The method building targeted row looks like method of the same type in the case of unsafe projection:

public java.lang.Object apply(java.lang.Object _i) {
  InternalRow i = (InternalRow) _i;
  values = new Object[2];

  int value1 = i.getInt(0);
  if (false) {
    values[0] = null;
  } else {
    values[0] = value1;
  }

  boolean isNull3 = i.isNullAt(1);
  UTF8String value3 = isNull3 ? null : (i.getUTF8String(1));
  boolean isNull2 = true;
  java.lang.String value2 = null;
  if (!isNull3) {
    isNull2 = false;
    if (!isNull2) {
      Object funcResult = null;
      funcResult = value3.toString();
      if (funcResult == null) {
        isNull2 = true;
      } else {
        value2 = (java.lang.String) funcResult;
      }
    }
    isNull2 = value2 == null;
  }
  if (isNull2) {
    values[1] = null;
  } else {
    values[1] = value2;
  }
  final org.apache.spark.sql.Row value = 
    new org.apache.spark.sql.catalyst.expressions.GenericRowWithSchema(values, schema);
  if (false) {
    mutableRow.setNullAt(0);
  } else {
    mutableRow.update(0, value);
  }
  return mutableRow; 
}

The generated code looks complicated because of unusual if(false) checks. After eliminating them, we can simply deduce that the code moves all values of received InternalRow to mutable InternalRow, initialized in constructor. An important thing to note is the fact that created row stores values in an array of objects. It's why the mutableRow is updated with Object[] values.

Predicate

The third generated code concerns predicates, in case MinAgeFilter. Declared filter is wrapped with the implementation of abstract Predicate class as in below snippet:

class SpecificPredicate extends org.apache.spark.sql.catalyst.expressions.codegen.Predicate {
  private final Object[] references;
  private org.apache.spark.sql.Row argValue;

  public SpecificPredicate(Object[] references) {
    this.references = references;
  }

  public boolean eval(InternalRow i) {
    Object obj = ((Expression) references[0]).eval(null);
    org.apache.spark.api.java.function.FilterFunction value1 = 
      (org.apache.spark.api.java.function.FilterFunction) obj;
    boolean isNull = true;
    boolean value = false;
    if (!false) {
      org.apache.spark.sql.Row value2 = (org.apache.spark.sql.Row)i.get(0, null);
      argValue = value2;
      isNull = false;
      if (!isNull) {
        try {
          value = value1.call(argValue);
        } catch (Exception e) {
          org.apache.spark.unsafe.Platform.throwException(e);
        } 
      }
    }
    return !isNull && value;
  }
} 

Some similarities with safe projection ? First of all, the constructor takes once again an array of objects.
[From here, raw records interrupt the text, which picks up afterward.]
impl RenameEngine {
    pub fn new(config: OrganizeConfig, oracle: OracleClient, prober: Box<dyn TechProber>) -> Self {
        Self {
            config,
            oracle,
            prober,
            pacer: Box::new(ThreadSleeper),
        }
    }

    pub fn run(&mut self) -> Result<OrganizeSummary> {
        let started = Instant::now();
        let mut summary = OrganizeSummary {
            apply: self.config.apply,
            scanned: 0,
            manifested_skips: 0,
            adopted: 0,
            queued: 0,
            batches: 0,
            verified: 0,
            renamed: 0,
            proposed: 0,
            conflicts: 0,
            oracle_failures: 0,
            rename_errors: 0,
            elapsed: Duration::ZERO,
        };

        let mut manifest = Manifest::load(&self.config.root);
        if !manifest.is_empty() {
            println!("Manifest: {} known file(s)", manifest.len());
        }
        let queue = self.scan(&mut manifest, &mut summary);
        summary.queued = queue.len();

        println!(
            "Pending resolution: {}",
            summary.queued.to_string().yellow()
        );

        if queue.is_empty() {
            println!("{}", "Renaming is already up to date.".green());
        } else {
            self.process_queue(&queue, &mut manifest, &mut summary);
        }

        if self.config.apply {
            // Renames are already committed; a lost ledger update only
            // costs re-resolution next run.
            match manifest.save(&self.config.root) {
                Ok(()) => println!("{}", "Manifest updated.".green()),
                Err(e) => eprintln!("{}", format!("Error saving manifest: {e:#}").red()),
            }
        }

        summary.elapsed = started.elapsed();
        Ok(summary)
    }

    /// One walk in encounter order. Manifested names never go back to the
    /// oracle; canonical names are adopted on sight.
    fn scan(&self, manifest: &mut Manifest, summary: &mut OrganizeSummary) -> Vec<PathBuf> {
        println!("{}", "1. Scanning directory...".bold());
        let mut queue = Vec::new();

        for entry in WalkDir::new(&self.config.root)
            .sort_by_file_name()
            .into_iter()
            .filter_map(|e| e.ok())
        {
            if !entry.file_type().is_file() {
                continue;
            }
            let filename = entry.file_name().to_string_lossy().to_string();
            if !util::is_media_filename(&filename) {
                continue;
            }
            summary.scanned += 1;

            if manifest.contains(&filename) {
                summary.manifested_skips += 1;
                continue;
            }
            if canonical::is_canonical(&filename) {
                manifest.insert(filename, ManifestEntry::new(EntryStatus::Adopted, None));
                summary.adopted += 1;
                continue;
            }
            queue.push(entry.path().to_path_buf());
        }
        queue
    }

    fn process_queue(
        &mut self,
        queue: &[PathBuf],
        manifest: &mut Manifest,
        summary: &mut OrganizeSummary,
    ) {
        let pb = ProgressBar::new(queue.len() as u64);
        pb.set_style(
            ProgressStyle::with_template("[{elapsed_precise}] {wide_bar} {pos}/{len} files")
                .unwrap(),
        );

        let mut synthesizer = NameSynthesizer::new();
        let batches: Vec<&[PathBuf]> = queue.chunks(self.config.batch_limit).collect();
        summary.batches = batches.len();

        for (index, batch) in batches.iter().enumerate() {
            pb.println(
                format!(">>> Resolving titles (batch {})...", index + 1)
                    .cyan()
                    .to_string(),
            );

            let names: Vec<String> = batch
                .iter()
                .map(|p| p.file_name().unwrap_or_default().to_string_lossy().to_string())
                .collect();
            let resolved = self.oracle.classify_batch(&names);

            for path in batch.iter() {
                let filename = path
                    .file_name()
                    .unwrap_or_default()
                    .to_string_lossy()
                    .to_string();

                // Probe regardless of oracle success: the tag is needed for
                // every usable result and the subprocess already ran.
                let tag = self.prober.probe(path);

                let candidate = resolved
                    .get(&filename)
                    .and_then(|entry| synthesizer.synthesize(&filename, entry, &tag));

                match candidate {
                    Some(new_name) if new_name == filename => {
                        summary.verified += 1;
                        manifest.insert(filename, ManifestEntry::new(EntryStatus::Verified, None));
                    }
                    Some(new_name) => {
                        pb.println(format!(
                            "   {} {} -> {}",
                            "Change:".yellow(),
                            filename,
                            new_name.green()
                        ));
                        if self.config.apply {
                            self.attempt_rename(path, &filename, &new_name, manifest, summary, &pb);
                        } else {
                            summary.proposed += 1;
                        }
                    }
                    None => {
                        summary.oracle_failures += 1;
                        pb.println(format!("   {} {}", "Oracle failed for:".red(), filename));
                    }
                }
                pb.inc(1);
            }

            if index + 1 < batches.len() {
                self.pacer.sleep(self.config.batch_pacing);
            }
        }
        pb.finish_and_clear();
    }

    fn attempt_rename(
        &self,
        path: &std::path::Path,
        filename: &str,
        new_name: &str,
        manifest: &mut Manifest,
        summary: &mut OrganizeSummary,
        pb: &ProgressBar,
    ) {
        let destination = path.with_file_name(new_name);
        if destination.exists() {
            // Cross-run collision the per-run counter can't see. Refuse,
            // never overwrite.
            summary.conflicts += 1;
            pb.println(format!(
                "   {} {:?}",
                "Destination exists, skipping:".red(),
                destination
            ));
            return;
        }
        match std::fs::rename(path, &destination) {
            Ok(()) => {
                summary.renamed += 1;
                manifest.insert(
                    new_name.to_string(),
                    ManifestEntry::new(EntryStatus::Renamed, Some(filename.to_string())),
                );
            }
            Err(e) => {
                summary.rename_errors += 1;
                pb.println(format!("   {} {}: {}", "Rename error for".red(), filename, e));
            }
        }
    }
}
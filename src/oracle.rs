use colored::Colorize;
use serde::Deserialize;
use std::collections::HashMap;
use std::time::Duration;
use thiserror::Error;

const GEMINI_BASE_URL: &str = "https://generativelanguage.googleapis.com/v1beta/models";

/// Transport-level failure taxonomy. Only `QuotaExhausted` is transient;
/// everything else aborts the batch immediately.
#[derive(Debug, Error)]
pub enum OracleError {
    #[error("oracle quota exhausted")]
    QuotaExhausted,
    #[error("oracle request failed: {0}")]
    Http(String),
    #[error("malformed oracle response: {0}")]
    Malformed(String),
}

/// One resolved title, deserialized from the oracle's strict-JSON output.
#[derive(Debug, Clone, Default, Deserialize)]
pub struct OracleEntry {
    #[serde(rename = "titulo", default)]
    pub title: String,
    #[serde(rename = "anio", default)]
    pub year: String,
}

/// Seam between the retry loop and the wire, so the loop is testable with
/// canned responses.
pub trait OracleTransport {
    fn generate(&self, prompt: &str) -> Result<String, OracleError>;
}

/// Blocking sleeps are injected so tests can observe backoff durations.
pub trait Sleeper {
    fn sleep(&self, duration: Duration);
}

pub struct ThreadSleeper;

impl Sleeper for ThreadSleeper {
    fn sleep(&self, duration: Duration) {
        std::thread::sleep(duration);
    }
}

/// Production transport for the Gemini `generateContent` endpoint,
/// requesting a JSON response body.
pub struct GeminiTransport {
    agent: ureq::Agent,
    url: String,
}

impl GeminiTransport {
    pub fn new(model: &str, api_key: &str) -> Self {
        let agent = ureq::AgentBuilder::new()
            .timeout_connect(Duration::from_secs(10))
            .timeout_read(Duration::from_secs(120))
            .build();
        let url = format!("{}/{}:generateContent?key={}", GEMINI_BASE_URL, model, api_key);
        Self { agent, url }
    }

    fn classify_failure(error: ureq::Error) -> OracleError {
        match error {
            ureq::Error::Status(429, _) => OracleError::QuotaExhausted,
            ureq::Error::Status(code, response) => {
                let body = response.into_string().unwrap_or_default();
                if body.contains("RESOURCE_EXHAUSTED") {
                    OracleError::QuotaExhausted
                } else {
                    OracleError::Http(format!("status {}: {}", code, body))
                }
            }
            ureq::Error::Transport(transport) => OracleError::Http(transport.to_string()),
        }
    }
}

impl OracleTransport for GeminiTransport {
    fn generate(&self, prompt: &str) -> Result<String, OracleError> {
        let body = serde_json::json!({
            "contents": [{ "parts": [{ "text": prompt }] }],
            "generationConfig": { "responseMimeType": "application/json" }
        });

        let response = self
            .agent
            .post(&self.url)
            .send_json(body)
            .map_err(Self::classify_failure)?;

        let payload: serde_json::Value = response
            .into_json()
            .map_err(|e| OracleError::Malformed(e.to_string()))?;

        payload["candidates"][0]["content"]["parts"][0]["text"]
            .as_str()
            .map(str::to_string)
            .ok_or_else(|| OracleError::Malformed("response carries no candidate text".to_string()))
    }
}

/// Batched title resolution with quota-aware retry.
///
/// A batch that exhausts its retries, or hits any non-quota failure, yields
/// an empty mapping: the engine reports every file in it as failed and
/// leaves them unmanifested, so the next run picks them up again.
pub struct OracleClient {
    transport: Box<dyn OracleTransport>,
    sleeper: Box<dyn Sleeper>,
    title_language: String,
    max_attempts: u32,
    backoff_base: Duration,
}

impl OracleClient {
    pub fn new(
        transport: Box<dyn OracleTransport>,
        sleeper: Box<dyn Sleeper>,
        title_language: String,
        max_attempts: u32,
        backoff_base: Duration,
    ) -> Self {
        Self {
            transport,
            sleeper,
            title_language,
            max_attempts,
            backoff_base,
        }
    }

    pub fn classify_batch(&self, filenames: &[String]) -> HashMap<String, OracleEntry> {
        let prompt = build_prompt(filenames, &self.title_language);

        for attempt in 1..=self.max_attempts {
            match self.transport.generate(&prompt) {
                Ok(text) => match parse_batch(&text) {
                    Ok(map) => return map,
                    Err(err) => {
                        eprintln!("{}", format!("Oracle error: {}", err).red());
                        return HashMap::new();
                    }
                },
                Err(OracleError::QuotaExhausted) => {
                    let wait = self.backoff_base * attempt;
                    eprintln!(
                        "{}",
                        format!("Quota exhausted; pausing {}s before retry...", wait.as_secs())
                            .red()
                    );
                    self.sleeper.sleep(wait);
                }
                Err(err) => {
                    // Auth/network/malformed-payload failures are not
                    // expected to clear on their own; abort the batch.
                    eprintln!("{}", format!("Oracle error: {}", err).red());
                    return HashMap::new();
                }
            }
        }
        HashMap::new()
    }
}

fn build_prompt(filenames: &[String], title_language: &str) -> String {
    let input = serde_json::to_string(filenames).unwrap_or_else(|_| "[]".to_string());
    format!(
        "Act as a movie database API (IMDb).\n\
         TASK: identify the official title and release year for each filename.\n\
         OUTPUT LANGUAGE: \"{title_language}\" (if 'original', keep the title's original language).\n\
         \n\
         INPUT (JSON list): {input}\n\
         \n\
         OUTPUT (strictly a JSON object, one key per input filename):\n\
         {{\n\
           \"original_file_1.ext\": {{ \"titulo\": \"Official Title\", \"anio\": \"YYYY\" }},\n\
           \"file_2.avi\": {{ \"titulo\": \"Title 2\", \"anio\": \"YYYY\" }}\n\
         }}\n"
    )
}

/// A value the oracle could not shape (`null`, wrong type) is a per-file
/// gap, not a batch failure; only an unparsable body aborts the batch.
fn parse_batch(text: &str) -> Result<HashMap<String, OracleEntry>, OracleError> {
    let raw: HashMap<String, serde_json::Value> =
        serde_json::from_str(text).map_err(|e| OracleError::Malformed(e.to_string()))?;
    Ok(raw
        .into_iter()
        .filter_map(|(name, value)| {
            serde_json::from_value::<OracleEntry>(value)
                .ok()
                .map(|entry| (name, entry))
        })
        .collect())
}
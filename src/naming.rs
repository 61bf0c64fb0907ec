use crate::oracle::OracleEntry;
use crate::probe::TechnicalTag;
use std::collections::HashMap;

/// Builds canonical names and disambiguates collisions within one run.
///
/// The counter is process-lifetime-scoped: two raw files resolving to the
/// same `"Title (Year)"` base in the same run get `base` and `base (1)` in
/// encounter order. Collisions against files renamed in *prior* runs are
/// not visible here; those are caught at filesystem-write time by the
/// destination-exists check.
#[derive(Default)]
pub struct NameSynthesizer {
    used: HashMap<String, u32>,
}

impl NameSynthesizer {
    pub fn new() -> Self {
        Self::default()
    }

    /// Returns `None` when the oracle provided no usable title.
    pub fn synthesize(
        &mut self,
        raw_filename: &str,
        entry: &OracleEntry,
        tag: &TechnicalTag,
    ) -> Option<String> {
        let title = sanitize_title(&entry.title);
        if title.is_empty() {
            return None;
        }

        let ext = raw_filename
            .rfind('.')
            .map(|i| &raw_filename[i..])
            .unwrap_or("");

        let base = format!("{} ({})", title, entry.year);
        let seen = self.used.entry(base.clone()).or_insert(0);
        let name = if *seen > 0 {
            format!("{} ({}) {}{}", base, seen, tag, ext)
        } else {
            format!("{} {}{}", base, tag, ext)
        };
        *seen += 1;
        Some(name)
    }
}

/// Filesystem-safe title: `:` reads poorly as a separator so it becomes
/// ` -`, `/` would split paths, `?` is dropped.
fn sanitize_title(title: &str) -> String {
    title
        .replace(':', " -")
        .replace('/', "-")
        .replace('?', "")
        .trim()
        .to_string()
}
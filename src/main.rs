mod audit;
mod canonical;
mod config;
mod engine;
mod manifest;
mod naming;
mod oracle;
mod probe;
mod util;

use anyhow::Result;
use clap::Parser;
use colored::Colorize;
use config::OrganizeConfig;
use engine::{OrganizeSummary, RenameEngine};
use oracle::{GeminiTransport, OracleClient, ThreadSleeper};
use probe::FfprobeProber;
use std::path::PathBuf;
use std::time::Duration;

#[derive(Parser)]
#[command(
    name = "cineshelf",
    version,
    about = "Organize a movie library into canonical names (Title (Year) [Res][Codec][Langs].ext)"
)]
struct Cli {
    /// Library root to organize. Defaults to the current directory.
    path: Option<String>,

    /// Pass the literal token `run` to apply renames and persist the
    /// manifest; without it the tool reports proposed changes only.
    tokens: Vec<String>,
}

/// `cineshelf [PATH] [run]`. The `run` token may stand alone, in which case
/// it doubles as "apply in the current directory".
fn resolve_invocation(path: Option<&str>, tokens: &[String]) -> (PathBuf, bool) {
    let apply = path == Some("run") || tokens.iter().any(|t| t == "run");
    let root = match path {
        Some("run") | None => PathBuf::from("."),
        Some(p) => PathBuf::from(p),
    };
    (root, apply)
}

fn main() -> Result<()> {
    let cli = Cli::parse();
    let (root, apply) = resolve_invocation(cli.path.as_deref(), &cli.tokens);

    // The only fatal setup error: no credential means no oracle, so there
    // is nothing useful to do, not even a dry run.
    let config = OrganizeConfig::from_env(root, apply)?;

    if util::ensure_ffprobe_available().is_err() {
        eprintln!(
            "{}",
            "Warning: ffprobe not found; technical tags will degrade to [ERROR-METADATA]".yellow()
        );
    }

    if config.apply {
        eprintln!("{}", "!!! LIVE RUN: files will be renamed !!!".red().bold());
        std::thread::sleep(Duration::from_secs(2));
    }

    let transport = GeminiTransport::new(&config.model, &config.api_key);
    let client = OracleClient::new(
        Box::new(transport),
        Box::new(ThreadSleeper),
        config.title_language.clone(),
        config.max_attempts,
        config.backoff_base,
    );

    let root = config.root.clone();
    let mut eng = RenameEngine::new(config, client, Box::new(FfprobeProber));
    let summary = eng.run()?;
    print_organize_summary(&summary);

    let groups = audit::audit(&root);
    audit::print_report(&groups);

    Ok(())
}

fn print_organize_summary(summary: &OrganizeSummary) {
    println!(
        "Organize summary: mode={} duration={} scanned={} manifested={} adopted={} queued={} batches={} renamed={} verified={} proposed={} conflicts={} oracle_failures={} rename_errors={}",
        if summary.apply { "apply" } else { "dry-run" },
        util::fmt_duration(summary.elapsed),
        summary.scanned,
        summary.manifested_skips,
        summary.adopted,
        summary.queued,
        summary.batches,
        summary.renamed,
        summary.verified,
        summary.proposed,
        summary.conflicts,
        summary.oracle_failures,
        summary.rename_errors,
    );
}

#[cfg(test)]
mod tests {
    use super::*;

    #[test]
    fn invocation_defaults_to_dry_run_in_cwd() {
        let (root, apply) = resolve_invocation(None, &[]);
        assert_eq!(root, PathBuf::from("."));
        assert!(!apply);
    }

    #[test]
    fn invocation_path_then_run_token() {
        let (root, apply) = resolve_invocation(Some("/media/cine"), &["run".to_string()]);
        assert_eq!(root, PathBuf::from("/media/cine"));
        assert!(apply);
    }

    #[test]
    fn bare_run_token_applies_in_cwd() {
        let (root, apply) = resolve_invocation(Some("run"), &[]);
        assert_eq!(root, PathBuf::from("."));
        assert!(apply);
    }

    #[test]
    fn unknown_tokens_do_not_enable_apply() {
        let (root, apply) = resolve_invocation(Some("/media/cine"), &["dry".to_string()]);
        assert_eq!(root, PathBuf::from("/media/cine"));
        assert!(!apply);
    }
}
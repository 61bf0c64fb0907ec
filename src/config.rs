use anyhow::{bail, Result};
use std::path::PathBuf;
use std::time::Duration;

pub const DEFAULT_MODEL: &str = "gemini-1.5-flash";
pub const DEFAULT_BATCH_LIMIT: usize = 10;
pub const DEFAULT_BATCH_PACING: Duration = Duration::from_secs(5);
pub const DEFAULT_BACKOFF_BASE: Duration = Duration::from_secs(65);
pub const DEFAULT_MAX_ATTEMPTS: u32 = 3;

/// Placeholder shipped in the original tool's config; treated as "not
/// configured" so a copy-pasted setup fails fast instead of burning a batch.
const PLACEHOLDER_API_KEY: &str = "TU_API_KEY_AQUI";

/// Explicit run configuration handed to the engine constructor; nothing in
/// the pipeline reads ambient state.
#[derive(Debug, Clone)]
pub struct OrganizeConfig {
    pub root: PathBuf,
    pub apply: bool,
    pub api_key: String,
    pub model: String,
    /// Output-language directive for resolved titles; `original` keeps the
    /// title's own language.
    pub title_language: String,
    pub batch_limit: usize,
    pub batch_pacing: Duration,
    pub backoff_base: Duration,
    pub max_attempts: u32,
}

impl OrganizeConfig {
    /// Fails before any scanning when the credential is absent or still the
    /// placeholder.
    pub fn from_env(root: PathBuf, apply: bool) -> Result<Self> {
        let api_key = match std::env::var("GEMINI_API_KEY") {
            Ok(key) if !key.is_empty() && key != PLACEHOLDER_API_KEY => key,
            _ => bail!(
                "GEMINI_API_KEY is not configured; export it before running"
            ),
        };
        let model =
            std::env::var("CINESHELF_MODEL").unwrap_or_else(|_| DEFAULT_MODEL.to_string());
        let title_language = std::env::var("CINESHELF_TITLE_LANGUAGE")
            .unwrap_or_else(|_| "original".to_string());

        Ok(Self {
            root,
            apply,
            api_key,
            model,
            title_language,
            batch_limit: DEFAULT_BATCH_LIMIT,
            batch_pacing: DEFAULT_BATCH_PACING,
            backoff_base: DEFAULT_BACKOFF_BASE,
            max_attempts: DEFAULT_MAX_ATTEMPTS,
        })
    }

    #[cfg(test)]
    pub fn for_tests(root: PathBuf, apply: bool) -> Self {
        Self {
            root,
            apply,
            api_key: "test-key".to_string(),
            model: DEFAULT_MODEL.to_string(),
            title_language: "original".to_string(),
            batch_limit: DEFAULT_BATCH_LIMIT,
            batch_pacing: Duration::ZERO,
            backoff_base: Duration::ZERO,
            max_attempts: DEFAULT_MAX_ATTEMPTS,
        }
    }
}
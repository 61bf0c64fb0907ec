use anyhow::{bail, Context, Result};
use std::process::Command;
use std::time::Duration;

pub const MEDIA_EXTENSIONS: [&str; 5] = ["mkv", "mp4", "avi", "mov", "m4v"];

pub fn ensure_ffprobe_available() -> Result<()> {
    let out = Command::new("ffprobe")
        .arg("-version")
        .output()
        .context("failed to run ffprobe -version")?;
    if !out.status.success() {
        bail!("ffprobe exists but returned non-zero on -version");
    }
    Ok(())
}

/// Extension allow-list plus the macOS resource-fork prefix filter.
pub fn is_media_filename(name: &str) -> bool {
    if name.starts_with("._") {
        return false;
    }
    match name.rsplit_once('.') {
        Some((stem, ext)) if !stem.is_empty() => {
            let ext = ext.to_ascii_lowercase();
            MEDIA_EXTENSIONS.contains(&ext.as_str())
        }
        _ => false,
    }
}

pub fn fmt_duration(d: Duration) -> String {
    let secs = d.as_secs();
    let h = secs / 3600;
    let m = (secs % 3600) / 60;
    let s = secs % 60;
    if h > 0 {
        format!("{:02}:{:02}:{:02}", h, m, s)
    } else {
        format!("{:02}:{:02}", m, s)
    }
}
Thanks to the same trick of debugging (discover them in Tips to discover internals of an Open Source framework internals - Apache Spark use case) we can see that reference array brings filter to apply (it can also be deduced from the cast inside eval(InternalRow)):

this = {org.apache.spark.sql.catalyst.expressions.GeneratedClass$SpecificPredicate@8237} 
 references = {java.lang.Object[1]@8241} 
  0 = {org.apache.spark.sql.catalyst.expressions.Literal@8245} "com.waitingforcode.sql.PlanDebug$MinAgeFilter@6c363318"
   value = {com.waitingforcode.sql.PlanDebug$MinAgeFilter@8236} 
   dataType = {org.apache.spark.sql.types.ObjectType@8247} "ObjectType(interface org.apache.spark.api.java.function.FilterFunction)"
   resolved = false
   canonicalized = null
   bitmap$0 = 0
   origin = {org.apache.spark.sql.catalyst.trees.Origin@8133} "Origin(None,None)"
   containsChild = null
   _hashCode = 0
   allChildren = null
   org.apache.spark.sql.catalyst.trees.TreeNode.bitmap$0 = 0

eval(InternalRow) is pretty trivial. It starts by cast Object to FilterFunction. Such casted filter is further applied on passed row.

This post presents step by step, 3 projections generated by Spark SQL. The first part talks about unsafe projection working on UnsafeRow. The second part explains safe projection, adapted to deal with schema-defined row. The last part shows the case of filtering.